Uma tarde, minha mãe avisou de surpresa que iríamos sair. Ela marcara uma consulta para mim no oculista. Depois de me examinar detalhadamente, o médico decretou: “Você é míope. Terá de usar óculos”. Detestei escutar o veredicto. Logo atinei que, entre meus amigos, ninguém precisava carregar um trambolho daqueles na fuça. Pior: me imaginei com o novo acessório e rodeado de moleques, que gritavam em coro: “Quatro olhos! Cegueta!”. De repente, sem o menor tato, o destino me condenara à via crucis dos diferentes e me transformara numa espécie de Maurício. Não pude evitar o choro. Entretanto, para assombro geral da nação, nenhum colega me azucrinou quando apareci de óculos na classe.

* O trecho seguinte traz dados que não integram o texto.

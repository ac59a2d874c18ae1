//! Repository Layer
//!
//! Persistence abstractions and the implementations that do not need a
//! browser.

mod traits;
mod memory_store;
mod card_repo;


pub use traits::{CollectionRepository, KeyValueStore};
pub use memory_store::MemoryStore;
pub use card_repo::{CardRepository, DEFAULT_STORAGE_KEY};
//! DeckNotes Frontend Entry Point

mod models;
mod commands;
mod context;
mod store;
mod components;
mod app;

use app::App;
use deck_core::DeckConfig;
use leptos::prelude::*;
use log::LevelFilter;
use rolling_logger::LoggerConfig;

fn main() {
    console_error_panic_hook::set_once();

    let level = if cfg!(debug_assertions) { LevelFilter::Debug } else { LevelFilter::Info };
    if let Err(e) = rolling_logger::init(LoggerConfig { level, ..LoggerConfig::default() }) {
        web_sys::console::warn_1(&format!("logger already installed: {}", e).into());
    }

    mount_to_body(|| view! { <App config=DeckConfig::default() /> });
}
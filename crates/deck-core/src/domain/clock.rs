//! Time source used for card ids and creation timestamps.

use std::sync::atomic::{AtomicI64, Ordering};
use std::sync::Arc;

use chrono::{DateTime, TimeZone, Utc};

pub trait Clock: Send + Sync {
    fn now(&self) -> DateTime<Utc>;

    fn now_millis(&self) -> i64 {
        self.now().timestamp_millis()
    }
}

/// Wall clock (`Date.now()` under wasm)
#[derive(Debug, Clone, Copy, Default)]
pub struct SystemClock;

impl Clock for SystemClock {
    fn now(&self) -> DateTime<Utc> {
        Utc::now()
    }
}

/// Hand-driven clock for tests; clones share the same instant
#[derive(Debug, Clone, Default)]
pub struct ManualClock {
    millis: Arc<AtomicI64>,
}

impl ManualClock {
    pub fn at_millis(millis: i64) -> Self {
        Self {
            millis: Arc::new(AtomicI64::new(millis)),
        }
    }

    pub fn advance_millis(&self, delta: i64) {
        self.millis.fetch_add(delta, Ordering::SeqCst);
    }
}

impl Clock for ManualClock {
    fn now(&self) -> DateTime<Utc> {
        Utc.timestamp_millis_opt(self.millis.load(Ordering::SeqCst))
            .single()
            .unwrap_or_default()
    }
}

Soube posteriormente que, alertados por minha família, os professores e as religiosas trataram de amaciar o terreno, explicando à turma o quanto seria injusto zombar da “luneta” alheia. Fiquei satisfeito, claro. Mas pensei de imediato no Maurício: por que os tios e as tias do colégio, por que as freiras sempre tão caridosas não o defendiam também?
Hoje compreendo que éramos todos homofóbicos. Consciente ou inconscientemente, bancávamos os “guardiões da heteronormatividade”, como definem os acadêmicos que se debruçam sobre esse tipo de preconceito. Quer dizer: não admitíamos comportamentos divergentes dos que considerávamos típicos de homens e mulheres. Inúmeras coisas mudaram na sociedade brasileira desde então. Mesmo assim, quando vejo torcedores zoarem atletas supostamente gays ou quando leio que parte dos espectadores abandonou os cinemas mal se deparou com as cenas homossexuais do ator Wagner Moura durante o belíssimo filme Praia do Futuro, não consigo fugir de me perguntar, desconcertado: será possível que ainda estejamos na pequenina escola católica onde estudei em 1973?